I have always disliked this question. I find it impossible to pick and choose between everything I have read in my lifetime in order to reduce all of my literary joys, disappointments, frustrations, and amazements to ONE best-liked read. It just can’t be done. But this is my opinion, which is apparently not shared by the New York Times who dared ask several prominent authors, editors and literary critics to select “the single best work of American fiction published in the last 25 years.”

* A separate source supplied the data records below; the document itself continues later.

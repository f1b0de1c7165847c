//! Two-finger orbit and pinch zoom.

use glam::Vec2;

use crate::editor::FrameContext;

use super::Transition;

/// Turns two-finger motion into camera commands: the change in distance
/// between the fingers zooms, the change in the angle of the line through
/// them rotates.
#[derive(Debug, Default)]
pub struct RotateAndZoomState {
    /// Finger distance last frame, normalized by display density so the
    /// gesture feels the same across screens.
    previous_distance: f32,
    /// Unit vector from the first finger to the second, last frame.
    previous_direction: Vec2,
}

impl RotateAndZoomState {
    pub fn on_enter(&mut self, ctx: &mut FrameContext) {
        match self.touch_data(ctx) {
            Some((distance, direction)) => {
                self.previous_distance = distance;
                self.previous_direction = direction;
            }
            None => {
                tracing::error!("entering pinch state without two active touches");
                self.previous_distance = 0.0;
                self.previous_direction = Vec2::ZERO;
            }
        }
    }

    pub fn update(&mut self, ctx: &mut FrameContext) -> Option<Transition> {
        match ctx.touches {
            [_, _] => {}
            // A lifted finger degrades the pinch into a pan anchored at the
            // surviving finger's current position.
            [touch] => {
                return Some(Transition::DragCamera {
                    initial_screen_point: touch.screen_position,
                })
            }
            _ => return Some(Transition::Idle),
        }

        let Some((distance, direction)) = self.touch_data(ctx) else {
            return Some(Transition::Idle);
        };

        // Fingers moving together read as a positive delta, zooming out.
        ctx.camera.zoom_by(self.previous_distance - distance);
        ctx.camera
            .rotate_by(signed_angle(self.previous_direction, direction));

        self.previous_distance = distance;
        self.previous_direction = direction;

        None
    }

    fn touch_data(&self, ctx: &FrameContext) -> Option<(f32, Vec2)> {
        let [first, second] = ctx.touches else {
            return None;
        };

        let span = second.screen_position - first.screen_position;
        let distance = span.length() / ctx.config.input.screen_dpi;

        Some((distance, span.normalize_or_zero()))
    }
}

/// Signed angle in radians rotating `from` onto `to`, counterclockwise
/// positive.
fn signed_angle(from: Vec2, to: Vec2) -> f32 {
    from.perp_dot(to).atan2(from.dot(to))
}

The contest caught my eye, not because of the difficultly of it’s charge (which Times critic A.O. Scott details in a long essay about the contest), but because of the winner. Beloved, by Toni Morrison (1987), took first place. I was immediately pleased to see that a woman of color made it into the top 5 with all the other middle-aged white men, and intrigued because I happen to be reading Beloved right now in preparation for our forthcoming Kara Walker exhibition.

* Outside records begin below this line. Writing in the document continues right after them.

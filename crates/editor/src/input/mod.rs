//! Touch gesture state machine.
//!
//! Exactly one state is active at a time. Each frame the active state
//! inspects the touch snapshot through [`FrameContext`] and either acts on
//! the subsystems or requests a [`Transition`]; at most one transition
//! happens per frame.

pub mod drag_camera;
pub mod drag_object;
pub mod idle;
pub mod rotate_zoom;
pub mod select_object;

use glam::Vec2;

use crate::editor::FrameContext;

use self::drag_camera::DragCameraState;
use self::drag_object::DragObjectState;
use self::idle::IdleState;
use self::rotate_zoom::RotateAndZoomState;
use self::select_object::SelectObjectState;

/// Identity of a gesture state.
#[derive(Debug, Clone, Copy, PartialEq, Eq)]
pub enum StateId {
    Idle,
    SelectObject,
    DragCamera,
    DragObject,
    RotateAndZoom,
}

/// A requested state change, carrying the seed data the target state needs.
#[derive(Debug, Clone, Copy)]
pub enum Transition {
    Idle,
    SelectObject,
    /// `initial_screen_point` anchors the pan so the world point that was
    /// under the finger stays under it. A tap that crossed the drag
    /// threshold seeds this with its original contact point; a pinch that
    /// lost a finger seeds it with the surviving finger's current point.
    DragCamera { initial_screen_point: Vec2 },
    DragObject,
    RotateAndZoom,
}

/// Owns the five gesture states and dispatches the per-frame update to the
/// active one.
#[derive(Debug, Default)]
pub struct InputHandler {
    idle: IdleState,
    select_object: SelectObjectState,
    drag_camera: DragCameraState,
    drag_object: DragObjectState,
    rotate_zoom: RotateAndZoomState,
    active: Option<StateId>,
}

impl InputHandler {
    pub fn new() -> Self {
        Self::default()
    }

    /// The currently active state. `Idle` until the first update.
    pub fn active_state(&self) -> StateId {
        self.active.unwrap_or(StateId::Idle)
    }

    /// Process this frame's touch snapshot.
    pub fn update(&mut self, ctx: &mut FrameContext) {
        let transition = match self.active_state() {
            StateId::Idle => self.idle.update(ctx),
            StateId::SelectObject => self.select_object.update(ctx),
            StateId::DragCamera => self.drag_camera.update(ctx),
            StateId::DragObject => self.drag_object.update(ctx),
            StateId::RotateAndZoom => self.rotate_zoom.update(ctx),
        };

        if let Some(transition) = transition {
            self.change_state(transition, ctx);
        }
    }

    /// Switch states, running the active state's exit hook and the target
    /// state's entry hook. Also used to force a state from outside the
    /// per-frame flow, e.g. to start dragging a freshly spawned object.
    pub fn change_state(&mut self, transition: Transition, ctx: &mut FrameContext) {
        self.exit_active(ctx);

        let next = match transition {
            Transition::Idle => StateId::Idle,
            Transition::SelectObject => {
                self.select_object.on_enter(ctx);
                StateId::SelectObject
            }
            Transition::DragCamera {
                initial_screen_point,
            } => {
                self.drag_camera.on_enter(ctx, initial_screen_point);
                StateId::DragCamera
            }
            Transition::DragObject => {
                self.drag_object.on_enter(ctx);
                StateId::DragObject
            }
            Transition::RotateAndZoom => {
                self.rotate_zoom.on_enter(ctx);
                StateId::RotateAndZoom
            }
        };

        tracing::debug!(from = ?self.active, to = ?next, "input state change");
        self.active = Some(next);
    }

    fn exit_active(&mut self, ctx: &mut FrameContext) {
        // Only the object drag has teardown work.
        if self.active == Some(StateId::DragObject) {
            self.drag_object.on_exit(ctx);
        }
    }
}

I don’t know why I avoided this novel, or this author, for so long. (This is the first Morrison book I’ve read.) But now that I am deep into the middle of it, loosing sleep to its slowly unraveling plot and haunting characters on a nightly basis, I can understand how it would make a best-of-something list. As I read and my mind draws images of Sethe, Denver, Beloved and their house in newly post Civil War Cincinatti, Walker’s crisp drawings and black paper cut-outs flitter in my imagination.
I highly recommend the book, and not just because a panel of experts decided that it is better than most other books published in the last quarter century. Until I’ve reached the end, that’s all I’ll say for now.